Grafico orario di BTC/USD (Bitstamp). Fonte: TradingView

Bitcoin vs. Cina: Non credete al “FUD”

I dati di Cointelegraph Markets Pro e TradingView mostrano che BTC/USD è crollato bruscamente da 45.000$ a circa 41.000$.

La reazione impulsiva ha seguito la diffusione online di una nota in cui la Banca Popolare Cinese (PBoC) avrebbe criminalizzato praticamente tutte le attività crypto eccetto il possesso. Come fatto notare dai commentatori, però, la PBoC aveva rilasciato in origine l’indicazione aggiornata il 15 settembre, pubblicandola online venerdì 24 settembre.

Nonostante ciò, il “FUD” su divieti in Cina, diventato ormai una classica fonte di pressione sul prezzo di BTC, si è subito fatto sentire nel sentiment di mercato:

“Il mercato ha già sentito queste voci a metà settembre, reagendo al FUD. NON CREDETE AL FUD DI NUOVO.”

I mercati stanno reagendo così fortemente al FUD. Impressionante,ha commentato il collaboratore di Cointelegraph Michaël van de Poppe.

Reazioni simili erano emerse come risultato del presunto fallimento imminente del gigante immobiliare cinese Evergrande, per lungo tempo un evento considerato soltanto marginale prima che l’attenzione dei media mainstream causasse effetti a catena nei mercati sia crypto che tradizionali.
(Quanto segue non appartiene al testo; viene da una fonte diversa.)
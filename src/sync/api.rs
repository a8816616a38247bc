//! Cloud document API - HTTP communication with the Firestore REST endpoint
//!
//! Handles the two calls the engine needs:
//! - Replace a document, stamping `lastSync` with the server clock
//! - Fetch a document (404 = absent)
//!
//! Plain JSON is converted to and from Firestore's typed value encoding here,
//! so nothing above this module sees the wire format.

use async_trait::async_trait;
use chrono::{DateTime, Utc};
use reqwest::{Client, StatusCode};
use serde::Deserialize;
use serde_json::{json, Map, Number, Value};
use url::Url;

use super::models::SyncConfig;

/// Document field stamped by the server at write time
pub const LAST_SYNC_FIELD: &str = "lastSync";

/// A fetched document: decoded fields plus the server's last update time
#[derive(Debug, Clone, PartialEq)]
pub struct StoredDocument {
    pub fields: Map<String, Value>,
    /// Opaque server revision marker (RFC 3339 update time)
    pub update_time: Option<String>,
}

/// Transport seam between the sync engine and a remote document store.
///
/// `FirestoreClient` is the production implementation; tests plug in an
/// in-memory store.
#[async_trait]
pub trait DocumentStore: Send + Sync {
    /// Replace `document_id` with `fields`, setting [`LAST_SYNC_FIELD`] to
    /// the server's time. Returns that time.
    async fn put_document(
        &self,
        document_id: &str,
        fields: Map<String, Value>,
    ) -> Result<DateTime<Utc>, SyncApiError>;

    /// Fetch `document_id`; `Ok(None)` when it does not exist
    async fn get_document(&self, document_id: &str) -> Result<Option<StoredDocument>, SyncApiError>;
}

/// API client for Firestore's REST interface
pub struct FirestoreClient {
    client: Client,
    base_url: String,
    project_id: String,
    collection: String,
    api_key: String,
}

impl FirestoreClient {
    /// Create a client from a validated configuration
    pub fn new(config: &SyncConfig) -> Result<Self, SyncApiError> {
        let client = Client::builder()
            .timeout(config.request_timeout())
            .build()?;

        Ok(Self {
            client,
            base_url: config.base_url.trim_end_matches('/').to_string(),
            project_id: config.project_id.clone(),
            collection: config.collection.clone(),
            api_key: config.access_key.clone(),
        })
    }

    fn documents_root(&self) -> String {
        format!("projects/{}/databases/(default)/documents", self.project_id)
    }

    fn document_name(&self, document_id: &str) -> String {
        format!("{}/{}/{}", self.documents_root(), self.collection, document_id)
    }

    fn endpoint(&self, path: &str) -> Result<Url, SyncApiError> {
        let mut url = Url::parse(&format!("{}/{}", self.base_url, path))
            .map_err(|e| SyncApiError::InvalidUrl(e.to_string()))?;
        url.query_pairs_mut().append_pair("key", &self.api_key);
        Ok(url)
    }
}

#[async_trait]
impl DocumentStore for FirestoreClient {
    async fn put_document(
        &self,
        document_id: &str,
        fields: Map<String, Value>,
    ) -> Result<DateTime<Utc>, SyncApiError> {
        let url = self.endpoint(&format!("{}:commit", self.documents_root()))?;

        let body = json!({
            "writes": [{
                "update": {
                    "name": self.document_name(document_id),
                    "fields": encode_fields(&fields),
                },
                "updateTransforms": [{
                    "fieldPath": LAST_SYNC_FIELD,
                    "setToServerValue": "REQUEST_TIME",
                }],
            }],
        });

        let response = self.client
            .post(url)
            .json(&body)
            .send()
            .await?;

        let commit: CommitResponse = handle_response(response).await?;
        commit.server_time()
    }

    async fn get_document(&self, document_id: &str) -> Result<Option<StoredDocument>, SyncApiError> {
        let url = self.endpoint(&self.document_name(document_id))?;

        let response = self.client
            .get(url)
            .send()
            .await?;

        // Missing document is not an error (first sync)
        if response.status() == StatusCode::NOT_FOUND {
            return Ok(None);
        }

        let document: DocumentResponse = handle_response(response).await?;
        Ok(Some(StoredDocument {
            fields: decode_fields(&document.fields)?,
            update_time: document.update_time,
        }))
    }
}

// ============================================================================
// API Response Types
// ============================================================================

#[derive(Debug, Clone, Deserialize)]
#[serde(rename_all = "camelCase")]
struct CommitResponse {
    #[serde(default)]
    write_results: Vec<WriteResult>,
    commit_time: Option<String>,
}

#[derive(Debug, Clone, Deserialize)]
#[serde(rename_all = "camelCase")]
struct WriteResult {
    #[serde(default)]
    transform_results: Vec<Value>,
}

impl CommitResponse {
    /// Value written by the `REQUEST_TIME` transform, falling back to the
    /// commit time (they are equal on Firestore).
    fn server_time(&self) -> Result<DateTime<Utc>, SyncApiError> {
        let raw = self.write_results
            .first()
            .and_then(|w| w.transform_results.first())
            .and_then(|v| v.get("timestampValue"))
            .and_then(Value::as_str)
            .or(self.commit_time.as_deref())
            .ok_or_else(|| SyncApiError::InvalidResponse("commit response has no timestamp".to_string()))?;

        DateTime::parse_from_rfc3339(raw)
            .map(|d| d.with_timezone(&Utc))
            .map_err(|e| SyncApiError::InvalidResponse(format!("bad timestamp {}: {}", raw, e)))
    }
}

#[derive(Debug, Clone, Deserialize)]
#[serde(rename_all = "camelCase")]
struct DocumentResponse {
    #[serde(default)]
    fields: Map<String, Value>,
    update_time: Option<String>,
}

// ============================================================================
// Value Encoding
// ============================================================================

/// Encode a JSON object as a Firestore `fields` map
pub fn encode_fields(fields: &Map<String, Value>) -> Map<String, Value> {
    fields
        .iter()
        .map(|(k, v)| (k.clone(), encode_value(v)))
        .collect()
}

/// Encode one JSON value as a Firestore typed value
pub fn encode_value(value: &Value) -> Value {
    match value {
        Value::Null => json!({ "nullValue": null }),
        Value::Bool(b) => json!({ "booleanValue": b }),
        Value::Number(n) => {
            if let Some(i) = n.as_i64() {
                json!({ "integerValue": i.to_string() })
            } else if let Some(u) = n.as_u64() {
                // integerValue is a signed 64-bit field
                json!({ "doubleValue": u as f64 })
            } else {
                json!({ "doubleValue": n })
            }
        }
        Value::String(s) => json!({ "stringValue": s }),
        Value::Array(items) => {
            let values: Vec<Value> = items.iter().map(encode_value).collect();
            json!({ "arrayValue": { "values": values } })
        }
        Value::Object(map) => json!({ "mapValue": { "fields": encode_fields(map) } }),
    }
}

/// Decode a Firestore `fields` map into a plain JSON object
pub fn decode_fields(fields: &Map<String, Value>) -> Result<Map<String, Value>, SyncApiError> {
    fields
        .iter()
        .map(|(k, v)| decode_value(v).map(|decoded| (k.clone(), decoded)))
        .collect()
}

/// Decode one Firestore typed value
pub fn decode_value(value: &Value) -> Result<Value, SyncApiError> {
    let typed = value
        .as_object()
        .and_then(|o| o.iter().next())
        .map(|(k, v)| (k.as_str(), v))
        .ok_or_else(|| SyncApiError::InvalidResponse(format!("untyped value: {}", value)))?;

    let decoded = match typed {
        ("nullValue", _) => Value::Null,
        ("booleanValue", b) => Value::Bool(b.as_bool().unwrap_or(false)),
        ("integerValue", raw) => {
            let parsed = match raw {
                Value::String(s) => s.parse::<i64>().ok(),
                Value::Number(n) => n.as_i64(),
                _ => None,
            };
            parsed
                .map(|i| Value::Number(i.into()))
                .ok_or_else(|| SyncApiError::InvalidResponse(format!("bad integerValue: {}", raw)))?
        }
        // Non-finite doubles arrive as strings and have no JSON form
        ("doubleValue", raw) => raw
            .as_f64()
            .and_then(Number::from_f64)
            .map(Value::Number)
            .unwrap_or(Value::Null),
        ("stringValue", s) | ("timestampValue", s) | ("referenceValue", s) | ("bytesValue", s) => s.clone(),
        ("geoPointValue", point) => point.clone(),
        ("arrayValue", array) => {
            let items = match array.get("values").and_then(Value::as_array) {
                Some(values) => values.iter().map(decode_value).collect::<Result<Vec<_>, _>>()?,
                None => Vec::new(),
            };
            Value::Array(items)
        }
        ("mapValue", map) => {
            let fields = match map.get("fields").and_then(Value::as_object) {
                Some(fields) => decode_fields(fields)?,
                None => Map::new(),
            };
            Value::Object(fields)
        }
        (other, _) => {
            return Err(SyncApiError::InvalidResponse(format!("unknown value type: {}", other)));
        }
    };

    Ok(decoded)
}

// ============================================================================
// Error Handling
// ============================================================================

#[derive(Debug, thiserror::Error)]
pub enum SyncApiError {
    #[error("HTTP request failed: {0}")]
    Request(#[from] reqwest::Error),

    #[error("Invalid endpoint URL: {0}")]
    InvalidUrl(String),

    #[error("Unauthorized - check the access key")]
    Unauthorized,

    #[error("Permission denied by store rules")]
    PermissionDenied,

    #[error("Server error: {0}")]
    ServerError(String),

    #[error("Network error: {0}")]
    NetworkError(String),

    #[error("Rate limit exceeded")]
    RateLimitExceeded,

    #[error("Invalid response from server: {0}")]
    InvalidResponse(String),
}

/// Handle successful JSON response
async fn handle_response<T: serde::de::DeserializeOwned>(
    response: reqwest::Response,
) -> Result<T, SyncApiError> {
    let status = response.status();

    if status.is_success() {
        response.json::<T>().await
            .map_err(|e| SyncApiError::InvalidResponse(e.to_string()))
    } else {
        Err(handle_error(response).await)
    }
}

/// Convert error response to SyncApiError
async fn handle_error(response: reqwest::Response) -> SyncApiError {
    let status = response.status();

    match status {
        StatusCode::UNAUTHORIZED => SyncApiError::Unauthorized,
        StatusCode::FORBIDDEN => SyncApiError::PermissionDenied,
        StatusCode::TOO_MANY_REQUESTS => SyncApiError::RateLimitExceeded,
        s if s.is_server_error() => {
            let msg = response.text().await.unwrap_or_else(|_| "Unknown error".to_string());
            SyncApiError::ServerError(format!("{}: {}", status, msg))
        }
        _ => {
            let msg = response.text().await.unwrap_or_else(|_| "Unknown error".to_string());
            SyncApiError::NetworkError(format!("{}: {}", status, msg))
        }
    }
}

// ============================================================================
// Tests
// ============================================================================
Le altcoin soffrono con Ether sotto i 3.000$

Nel frattempo, le altcoin hanno seguito Bitcoin verso il basso. Al momento della stesura Ether (ETH) ha perso circa l’8,6%, scendendo di nuovo sotto il supporto a 3.000$.

Grafico orario di ETH/USD (Bitstamp). Fonte: TradingView

Le criptovalute nella top 10 per capitalizzazione di mercato hanno registrato perdite giornaliere in alcuni casi superiori al 9%.